Bunu dalga geçerek söylemişti. Ve bende fazlasıyla sinirlenmiştim. Annayı bir elimle havaya kaldırdım ve acı çektirmeye başladım. Yüzümde anlamsız bir gülüş vardı. Bunu yaparken bir yandanda soğuk kanımı son damlasına kadar içiyordum. Bardaktaki kan bitince annayı yere bıraktım ve yanına giderek
-Benden daha yaşlı olabilirsin ama ben senden daha güçlüyüm.
Sonra içeriye Nik girdi. Bike bakarak
-Nik! Carles ve Helen neredeler?
Nik
-Bir işkeri var.
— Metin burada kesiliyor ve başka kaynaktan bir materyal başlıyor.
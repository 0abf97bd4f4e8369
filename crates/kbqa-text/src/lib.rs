//! kbqa-text
//!
//! Tantivy-backed BM25 keyword index over the corpus. The index is built once
//! in memory at startup and is read-only afterwards.

pub mod tantivy_utils;
pub mod index;
pub mod search;

pub use index::TantivyKeywordIndex;
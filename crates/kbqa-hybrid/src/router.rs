//! The confidence gate: numeric bands first, an intent classifier only for
//! the gray band between them.

use std::sync::Arc;
use std::time::Duration;

use kbqa_core::config::RouterThresholds;
use kbqa_core::error::Stage;
use kbqa_core::traits::ChatModel;
use kbqa_core::types::{RetrievalSignals, RouteAction, RouterDecision};
use tracing::{debug, info, warn};

use crate::prompts::router_prompt;
use crate::stage::with_deadline;
use crate::structured::parse_router_decision;

#[derive(Debug, Clone, Copy, PartialEq, Eq)]
pub enum Band {
    High,
    Low,
    Gray,
}

/// High needs every `high_*` bound met; low needs any `low_*` bound missed.
/// Non-finite scores are low.
pub fn classify_band(s: &RetrievalSignals, t: &RouterThresholds) -> Band {
    if !s.top1.is_finite() || !s.avg_top5.is_finite() {
        Band::Low
    } else if s.top1 >= t.high_top1 && s.avg_top5 >= t.high_avg_top5 && s.hits >= t.high_min_hits {
        Band::High
    } else if s.top1 < t.low_top1 || s.avg_top5 < t.low_avg_top5 || s.hits < t.low_min_hits {
        Band::Low
    } else {
        Band::Gray
    }
}

pub struct ConfidenceGate {
    llm: Arc<dyn ChatModel>,
    thresholds: RouterThresholds,
    timeout: Duration,
}

impl ConfidenceGate {
    pub fn new(llm: Arc<dyn ChatModel>, thresholds: RouterThresholds, timeout: Duration) -> Self {
        Self { llm, thresholds, timeout }
    }

    pub fn thresholds(&self) -> &RouterThresholds {
        &self.thresholds
    }

    /// Decide what to do with `query`. Never fails: an unusable classifier
    /// reply or an unreachable classifier escalates.
    pub async fn route(&self, query: &str, signals: &RetrievalSignals) -> RouterDecision {
        let t = &self.thresholds;
        let band = classify_band(signals, t);
        debug!(?band, top1 = signals.top1, avg_top5 = signals.avg_top5, hits = signals.hits, "gate band");
        let decision = match band {
            Band::High => RouterDecision {
                action: RouteAction::Rag,
                confidence: t.band_confidence,
                reason: "High retrieval scores".to_string(),
            },
            Band::Low => RouterDecision {
                action: RouteAction::Escalate,
                confidence: t.band_confidence,
                reason: "Low retrieval scores".to_string(),
            },
            Band::Gray => self.classify_intent(query, signals).await,
        };
        info!(action = %decision.action, confidence = decision.confidence, reason = %decision.reason, "routed");
        decision
    }

    async fn classify_intent(&self, query: &str, signals: &RetrievalSignals) -> RouterDecision {
        let t = &self.thresholds;
        let prompt = router_prompt(query, signals, t);
        match with_deadline(Stage::Router, self.timeout, self.llm.complete(&prompt.system, &prompt.user)).await {
            Ok(reply) => parse_router_decision(&reply, t.fallback_confidence).unwrap_or_else(|| {
                warn!(reply = %reply, "router reply not understood");
                escalate(t.fallback_confidence, "router parse failure".to_string())
            }),
            Err(e) => {
                warn!(error = %e, "router unavailable");
                escalate(t.fallback_confidence, format!("router unavailable: {e}"))
            }
        }
    }
}

fn escalate(confidence: f32, reason: String) -> RouterDecision {
    RouterDecision { action: RouteAction::Escalate, confidence, reason }
}

#[cfg(test)]
mod tests {
    use super::*;

    fn signals(top1: f32, avg_top5: f32, hits: usize) -> RetrievalSignals {
        RetrievalSignals { top1, avg_top5, hits, sections: Vec::new() }
    }

    #[test]
    fn non_finite_scores_fall_in_low_band() {
        let t = RouterThresholds::default();
        assert_eq!(classify_band(&signals(f32::INFINITY, f32::INFINITY, 5), &t), Band::Low);
        assert_eq!(classify_band(&signals(f32::NAN, 0.6, 5), &t), Band::Low);
        assert_eq!(classify_band(&signals(0.5, f32::NAN, 5), &t), Band::Low);
    }

    #[test]
    fn bands_follow_thresholds() {
        let t = RouterThresholds::default();
        assert_eq!(classify_band(&signals(0.82, 0.6, 5), &t), Band::High);
        assert_eq!(classify_band(&signals(0.2, 0.6, 5), &t), Band::Low);
        assert_eq!(classify_band(&signals(0.9, 0.9, 2), &t), Band::Low);
        assert_eq!(classify_band(&signals(0.5, 0.4, 4), &t), Band::Gray);
        assert_eq!(classify_band(&RetrievalSignals::default(), &t), Band::Low);
    }
}
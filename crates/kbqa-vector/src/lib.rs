//! kbqa-vector
//!
//! LanceDB-backed vector index: collection management, a batch writer that
//! fills a collection from the corpus, and nearest-neighbour search.

pub mod schema;
pub mod search;
pub mod table;
pub mod writer;

pub use search::LanceVectorIndex;
pub use table::{get_or_create_collection, open_collection, open_db};
pub use writer::LanceCorpusWriter;
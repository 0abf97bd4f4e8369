//! kbqa-llm
//!
//! Chat-completion client for any OpenAI-compatible endpoint (OpenAI, Ollama's
//! `/v1`, vLLM). Replies are returned as raw text; structured parsing belongs
//! to the caller.

pub mod client;
pub mod types;

pub use client::{ChatClientError, OpenAiChatClient};
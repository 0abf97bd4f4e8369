use async_trait::async_trait;
use reqwest::Client;
use std::time::Duration;
use thiserror::Error;
use tracing::debug;

use kbqa_core::traits::ChatModel;

use crate::types::{ChatMessage, ChatRequest, ChatResponse};

#[derive(Debug, Error)]
pub enum ChatClientError {
    #[error("HTTP request failed: {0}")]
    Http(#[from] reqwest::Error),

    #[error("Chat API error: HTTP {status}: {body}")]
    Api { status: u16, body: String },

    #[error("Chat API returned no message content")]
    EmptyResponse,
}

/// Client for `POST {base_url}/chat/completions`.
#[derive(Debug, Clone)]
pub struct OpenAiChatClient {
    client: Client,
    base_url: String,
    model: String,
    temperature: f32,
    api_key: Option<String>,
}

impl OpenAiChatClient {
    /// `timeout` bounds the whole request; callers still apply their own
    /// stage deadline on top.
    pub fn new(base_url: &str, model: &str, temperature: f32, api_key: Option<String>, timeout: Duration) -> Result<Self, ChatClientError> {
        let client = Client::builder().timeout(timeout).build()?;
        Ok(Self {
            client,
            base_url: base_url.trim_end_matches('/').to_string(),
            model: model.to_string(),
            temperature,
            api_key,
        })
    }

    pub fn model(&self) -> &str {
        &self.model
    }

    pub async fn chat(&self, messages: Vec<ChatMessage>) -> Result<String, ChatClientError> {
        let url = format!("{}/chat/completions", self.base_url);
        let request = ChatRequest { model: self.model.clone(), messages, temperature: self.temperature };

        let mut builder = self.client.post(&url).json(&request);
        if let Some(key) = &self.api_key {
            builder = builder.bearer_auth(key);
        }
        let response = builder.send().await?;

        if !response.status().is_success() {
            let status = response.status().as_u16();
            let body = response.text().await.unwrap_or_else(|_| "Unknown error".to_string());
            return Err(ChatClientError::Api { status, body });
        }

        let parsed: ChatResponse = response.json().await?;
        let content = parsed.first_content().ok_or(ChatClientError::EmptyResponse)?.to_string();
        debug!(model = %self.model, chars = content.len(), "chat completion received");
        Ok(content)
    }
}

#[async_trait]
impl ChatModel for OpenAiChatClient {
    async fn complete(&self, system_prompt: &str, user_prompt: &str) -> anyhow::Result<String> {
        Ok(self.chat(vec![ChatMessage::system(system_prompt), ChatMessage::user(user_prompt)]).await?)
    }
}

#[cfg(test)]
mod tests {
    use super::*;

    #[test]
    fn base_url_trailing_slash_trimmed() {
        let c = OpenAiChatClient::new("http://localhost:11434/v1/", "m", 0.0, None, Duration::from_secs(1)).expect("client");
        assert_eq!(c.base_url, "http://localhost:11434/v1");
        assert_eq!(c.model(), "m");
    }

    #[test]
    fn response_without_choices_has_no_content() {
        let r: ChatResponse = serde_json::from_str(r#"{"id":"x"}"#).expect("json");
        assert!(r.first_content().is_none());
    }

    #[test]
    fn api_error_display_includes_status() {
        let e = ChatClientError::Api { status: 429, body: "slow down".into() };
        assert!(e.to_string().contains("429"));
    }
}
Avusturalya ya gittiler. Yakında dönecekler.
Yukarıya çıktığımda Dael Anna nın odasındaydı. Anna yatakta yatıyor Dael de Annanın elinden tutmuş bitşeyler konuşuyorlardı. Dael beni görünce huzla yataktan kalktı ve kapıya yöneldinde hızla odama çıktım. Dael arkamdan gelerek
-Zafrina!
Arkamı döndüğümde Daelin yüzünde mahcup bir hal vardı
-Ben herşey için özürdilerim. Gerçekten böyle olsun istemezdim.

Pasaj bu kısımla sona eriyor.